- Born: December 6, 1801 Bethany, Connecticut, U.S.
- Died: May 9, 1881 (aged 79) New Haven, Connecticut, U.S.
- Education: Yale College
- Occupation: Educator
- Children: 2

= Stiles French =

American educator (1801–1881)

Stiles French (December 6, 1801 – May 9, 1881) was an American teacher and founder of the New Haven Collegiate and Commercial Institute, later known as the Russell Military Academy.

==Early life==
Stiles French was born on December 6, 1801, in Bethany, a parish of Woodbridge, Connecticut, to Anna (née Johnson) and David French. At the age of 17, he taught at a district school and in the spring of 1823, he prepared for college. He graduated from Yale College in 1827. Following graduation, he pursued advanced scientific studies at Yale for two or three years.

==Career==
French was a math teacher at "New Haven Gymnasium" from the spring of 1828 to the spring of 1831. He then became a mathematics teacher at Round Hill School in Northampton, Massachusetts, and remained there for two years.
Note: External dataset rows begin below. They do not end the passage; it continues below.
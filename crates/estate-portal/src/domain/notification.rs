use chrono::{DateTime, Utc};
use serde::{Deserialize, Serialize};

use super::id::EntityId;

/// Server-issued notification. Whether it has been read is tracked locally.
#[derive(Debug, Clone, PartialEq, Eq, Serialize, Deserialize)]
#[serde(rename_all = "camelCase")]
pub struct Notification {
    pub id: EntityId,
    pub title: String,
    #[serde(default)]
    pub body: Option<String>,
    pub created_at: DateTime<Utc>,
    #[serde(default)]
    pub link: Option<String>,
}
//! Live notification feed over a websocket.
//!
//! Two frame shapes are understood: plain JSON objects `{"event", "payload"}` and
//! Socket.IO text packets such as `42["notification",{...}]`. A `notification`
//! event marks every cached notification query stale and is rebroadcast to
//! subscribers.

use std::sync::Arc;

use futures::{SinkExt, StreamExt};
use serde_json::Value;
use tokio::sync::broadcast;
use tokio_tungstenite::tungstenite::Message;

use crate::api::keys;
use crate::cache::QueryCache;

pub const NOTIFICATION_EVENT: &str = "notification";

const EVENT_CAPACITY: usize = 64;

/// A named event with its opaque payload.
#[derive(Debug, Clone, PartialEq)]
pub struct SocketEvent {
    pub name: String,
    pub payload: Value,
}

/// What a single text frame carried.
#[derive(Debug, Clone, PartialEq)]
pub enum Frame {
    Event(SocketEvent),
    /// Engine.IO handshake; the client answers with a namespace connect.
    Open,
    /// Engine.IO heartbeat; the client answers with a pong.
    Ping,
    Other,
}

pub fn decode_frame(text: &str) -> Frame {
    let text = text.trim();
    if text.starts_with('{') {
        return decode_object(text);
    }
    if let Some(packet) = text.strip_prefix("42") {
        return decode_socket_io(packet);
    }
    if text == "2" {
        return Frame::Ping;
    }
    if text.starts_with('0') {
        return Frame::Open;
    }
    Frame::Other
}

fn decode_object(text: &str) -> Frame {
    let Ok(Value::Object(mut fields)) = serde_json::from_str::<Value>(text) else {
        return Frame::Other;
    };
    let Some(Value::String(name)) = fields.remove("event") else {
        return Frame::Other;
    };
    let payload = fields
        .remove("payload")
        .or_else(|| fields.remove("data"))
        .unwrap_or(Value::Null);
    Frame::Event(SocketEvent { name, payload })
}

fn decode_socket_io(packet: &str) -> Frame {
    // Optional namespace (`/ns,`) and ack id precede the array.
    let packet = match packet.strip_prefix('/') {
        Some(rest) => match rest.split_once(',') {
            Some((_, body)) => body,
            None => return Frame::Other,
        },
        None => packet,
    };
    let packet = packet.trim_start_matches(|c: char| c.is_ascii_digit());

    let Ok(Value::Array(items)) = serde_json::from_str::<Value>(packet) else {
        return Frame::Other;
    };
    let mut items = items.into_iter();
    match items.next() {
        Some(Value::String(name)) => Frame::Event(SocketEvent {
            name,
            payload: items.next().unwrap_or(Value::Null),
        }),
        _ => Frame::Other,
    }
}

#[derive(Debug, thiserror::Error)]
pub enum FeedError {
    #[error("socket url must use ws:// or wss://, got {0}")]
    InvalidUrl(String),
    #[error("websocket failure: {0}")]
    Socket(#[from] tokio_tungstenite::tungstenite::Error),
}

/// Keeps the notification cache in step with server pushes.
pub struct NotificationFeed {
    cache: Arc<QueryCache>,
    events: broadcast::Sender<SocketEvent>,
}

impl NotificationFeed {
    pub fn new(cache: Arc<QueryCache>) -> Self {
        let (events, _) = broadcast::channel(EVENT_CAPACITY);
        Self { cache, events }
    }

    pub fn subscribe(&self) -> broadcast::Receiver<SocketEvent> {
        self.events.subscribe()
    }

    /// Apply one text frame. Returns the protocol reply to send back, if any.
    pub fn handle_frame(&self, text: &str) -> Option<&'static str> {
        match decode_frame(text) {
            Frame::Event(event) if event.name == NOTIFICATION_EVENT => {
                let stale = self.cache.invalidate(&keys::root(keys::NOTIFICATIONS));
                tracing::info!(stale, "notification pushed");
                let _ = self.events.send(event);
                None
            }
            Frame::Event(event) => {
                tracing::debug!(event = %event.name, "ignoring socket event");
                None
            }
            Frame::Open => Some("40"),
            Frame::Ping => Some("3"),
            Frame::Other => None,
        }
    }

    /// Connect to `url` and consume frames until the server closes the socket.
    pub async fn run(&self, url: &str) -> Result<(), FeedError> {
        if !(url.starts_with("ws://") || url.starts_with("wss://")) {
            return Err(FeedError::InvalidUrl(url.to_string()));
        }

        let (mut socket, _) = tokio_tungstenite::connect_async(url).await?;
        tracing::info!(%url, "notification feed connected");

        while let Some(message) = socket.next().await {
            match message? {
                Message::Text(text) => {
                    if let Some(reply) = self.handle_frame(text.as_str()) {
                        socket.send(Message::text(reply)).await?;
                    }
                }
                Message::Close(_) => break,
                _ => {}
            }
        }

        tracing::info!(%url, "notification feed closed");
        Ok(())
    }
}

#[cfg(test)]
mod tests {
    use super::*;
    use serde_json::json;
    use std::time::Duration;

    #[test]
    fn decodes_plain_json_events() {
        assert_eq!(
            decode_frame(r#"{"event":"notification","payload":{"id":4}}"#),
            Frame::Event(SocketEvent {
                name: "notification".to_string(),
                payload: json!({ "id": 4 }),
            })
        );
        assert_eq!(decode_frame(r#"{"payload":1}"#), Frame::Other);
        assert_eq!(decode_frame("{broken"), Frame::Other);
    }

    #[test]
    fn decodes_socket_io_packets() {
        let expected = Frame::Event(SocketEvent {
            name: "notification".to_string(),
            payload: json!({ "title": "New request" }),
        });
        assert_eq!(
            decode_frame(r#"42["notification",{"title":"New request"}]"#),
            expected
        );
        assert_eq!(
            decode_frame(r#"42/admin,17["notification",{"title":"New request"}]"#),
            expected
        );
        assert_eq!(decode_frame(r#"0{"sid":"abc","pingInterval":25000}"#), Frame::Open);
        assert_eq!(decode_frame("2"), Frame::Ping);
        assert_eq!(decode_frame("40"), Frame::Other);
    }

    #[test]
    fn notification_event_marks_the_list_stale() {
        let cache = Arc::new(QueryCache::new(Duration::from_secs(60)));
        let list = keys::list(keys::NOTIFICATIONS, &json!({ "page": 1 }));
        let estates = keys::root(keys::ESTATES);
        cache.store(list.clone(), json!({ "data": [] }));
        cache.store(estates.clone(), json!([]));

        let feed = NotificationFeed::new(cache.clone());
        let mut events = feed.subscribe();
        assert_eq!(feed.handle_frame(r#"42["notification",{"id":9}]"#), None);

        assert_eq!(cache.is_stale(&list), Some(true));
        assert_eq!(cache.is_stale(&estates), Some(false));
        assert_eq!(events.try_recv().expect("event").payload, json!({ "id": 9 }));
    }

    #[test]
    fn answers_protocol_frames() {
        let feed = NotificationFeed::new(Arc::new(QueryCache::new(Duration::from_secs(1))));
        let mut events = feed.subscribe();
        assert_eq!(feed.handle_frame("0{}"), Some("40"));
        assert_eq!(feed.handle_frame("2"), Some("3"));
        assert_eq!(feed.handle_frame(r#"42["typing",{}]"#), None);
        assert!(events.try_recv().is_err());
    }

    #[tokio::test]
    async fn rejects_non_websocket_urls() {
        let feed = NotificationFeed::new(Arc::new(QueryCache::new(Duration::from_secs(1))));
        assert!(matches!(
            feed.run("http://localhost:4000").await,
            Err(FeedError::InvalidUrl(_))
        ));
    }
}
use serde::{Deserialize, Serialize};

use super::kv::{KeyValueStore, StoreError};

pub const PREFERENCES_KEY: &str = "ui_preferences";

/// Persisted UI state that survives restarts.
#[derive(Debug, Clone, Default, PartialEq, Eq, Serialize, Deserialize)]
#[serde(rename_all = "camelCase", default)]
pub struct UiPreferences {
    pub sidebar_collapsed: bool,
}

#[derive(Debug, thiserror::Error)]
pub enum PreferenceError {
    #[error(transparent)]
    Store(#[from] StoreError),
    #[error("preferences could not be encoded: {0}")]
    Encode(#[from] serde_json::Error),
}

pub struct PreferenceStore<S> {
    store: S,
}

impl<S: KeyValueStore> PreferenceStore<S> {
    pub fn new(store: S) -> Self {
        Self { store }
    }

    /// Stored preferences, or defaults when nothing usable is stored.
    pub fn load(&self) -> UiPreferences {
        match self.store.get(PREFERENCES_KEY) {
            Ok(Some(raw)) => serde_json::from_str(&raw).unwrap_or_else(|err| {
                tracing::warn!(error = %err, "ignoring unreadable ui preferences");
                UiPreferences::default()
            }),
            Ok(None) => UiPreferences::default(),
            Err(err) => {
                tracing::warn!(error = %err, "ui preferences unavailable");
                UiPreferences::default()
            }
        }
    }

    pub fn save(&self, preferences: &UiPreferences) -> Result<(), PreferenceError> {
        let encoded = serde_json::to_string(preferences)?;
        self.store.set(PREFERENCES_KEY, &encoded)?;
        Ok(())
    }

    /// Flip the sidebar flag and persist it. Returns the new value.
    pub fn toggle_sidebar(&self) -> Result<bool, PreferenceError> {
        let mut preferences = self.load();
        preferences.sidebar_collapsed = !preferences.sidebar_collapsed;
        self.save(&preferences)?;
        Ok(preferences.sidebar_collapsed)
    }
}

#[cfg(test)]
mod tests {
    use super::*;
    use crate::storage::MemoryKv;

    #[test]
    fn toggle_persists_between_store_instances() {
        let kv = MemoryKv::new();
        let first = PreferenceStore::new(kv.clone());
        assert!(!first.load().sidebar_collapsed);
        assert!(first.toggle_sidebar().expect("toggle"));

        let second = PreferenceStore::new(kv.clone());
        assert!(second.load().sidebar_collapsed);
        assert_eq!(
            kv.get(PREFERENCES_KEY).expect("get").as_deref(),
            Some(r#"{"sidebarCollapsed":true}"#)
        );
    }

    #[test]
    fn missing_fields_fall_back_to_defaults() {
        let kv = MemoryKv::new();
        kv.set(PREFERENCES_KEY, "{}").expect("seed");
        assert_eq!(PreferenceStore::new(kv).load(), UiPreferences::default());
    }
}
In August 1833, he established the Collegiate and Commercial Institute at Wooster Square in New Haven with his brother Truman French. He remained with the school for 12 years and it was later sold to William Huntington Russell and became the Russell Military Academy. He also helped layout Wooster Square and its park. He later established the Classical and Scientific School for Boys on Wall Street in New Haven. The school was a preparatory school for Yale and the U.S. Military and Naval Academies. He remained with that institution for over 25 years. Around 1875, French retired and moved to Northampton. He returned to New Haven in 1880.

==Personal life==
French married twice. He had a son and daughter with his second wife. His son Charles drowned in 1869 while attending Yale College.

French died of a kidney disease on May 9, 1881, at his home on Trumbull Street in New Haven.